(Extracted records)
--------------------------------

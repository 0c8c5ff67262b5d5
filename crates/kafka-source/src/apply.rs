//! Persistence adapter: one storage call per decoded event.

use async_trait::async_trait;
use sms_store_mongodb::{SmsRepository, UserRepository};
use sms_types::{Decode, Keyed, SmsEvent, SmsRecord, UserStatusEvent};
use std::fmt::Debug;

/// Applies a decoded event to the document store.
///
/// Storage errors are returned unchanged so the processor can decide to
/// retry; appliers never retry on their own.
#[async_trait]
pub trait Applier: Send + Sync {
    type Event: Decode + Keyed + Debug + Send + Sync;

    async fn apply(&self, event: &Self::Event) -> sms_store_mongodb::Result<()>;
}

/// Appends every SMS event as a new record.
pub struct SmsApplier {
    repository: SmsRepository,
}

impl SmsApplier {
    pub fn new(repository: SmsRepository) -> Self {
        Self { repository }
    }
}

#[async_trait]
impl Applier for SmsApplier {
    type Event = SmsEvent;

    async fn apply(&self, event: &SmsEvent) -> sms_store_mongodb::Result<()> {
        let id = self.repository.insert(&SmsRecord::from(event.clone())).await?;
        tracing::debug!(id = %id, mobile_number = %event.mobile_number, "Inserted SMS record");
        Ok(())
    }
}

/// Upserts the user's status, keyed by mobile number.
pub struct UserStatusApplier {
    repository: UserRepository,
}

impl UserStatusApplier {
    pub fn new(repository: UserRepository) -> Self {
        Self { repository }
    }
}

#[async_trait]
impl Applier for UserStatusApplier {
    type Event = UserStatusEvent;

    async fn apply(&self, event: &UserStatusEvent) -> sms_store_mongodb::Result<()> {
        self.repository
            .update_status(&event.mobile_number, event.status)
            .await
    }
}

--------------------------------

All lines from the one containing "a new record." to the end of the records are to be duplicated exactly, and no other lines are to be given.

/// Appends every SMS event as a new record.
pub struct SmsApplier {
    repository: SmsRepository,
}

impl SmsApplier {
    pub fn new(repository: SmsRepository) -> Self {
        Self { repository }
    }
}

#[async_trait]
impl Applier for SmsApplier {
    type Event = SmsEvent;

    async fn apply(&self, event: &SmsEvent) -> sms_store_mongodb::Result<()> {
        let id = self.repository.insert(&SmsRecord::from(event.clone())).await?;
        tracing::debug!(id = %id, mobile_number = %event.mobile_number, "Inserted SMS record");
        Ok(())
    }
}

/// Upserts the user's status, keyed by mobile number.
pub struct UserStatusApplier {
    repository: UserRepository,
}

impl UserStatusApplier {
    pub fn new(repository: UserRepository) -> Self {
        Self { repository }
    }
}

#[async_trait]
impl Applier for UserStatusApplier {
    type Event = UserStatusEvent;

    async fn apply(&self, event: &UserStatusEvent) -> sms_store_mongodb::Result<()> {
        self.repository
            .update_status(&event.mobile_number, event.status)
            .await
    }
}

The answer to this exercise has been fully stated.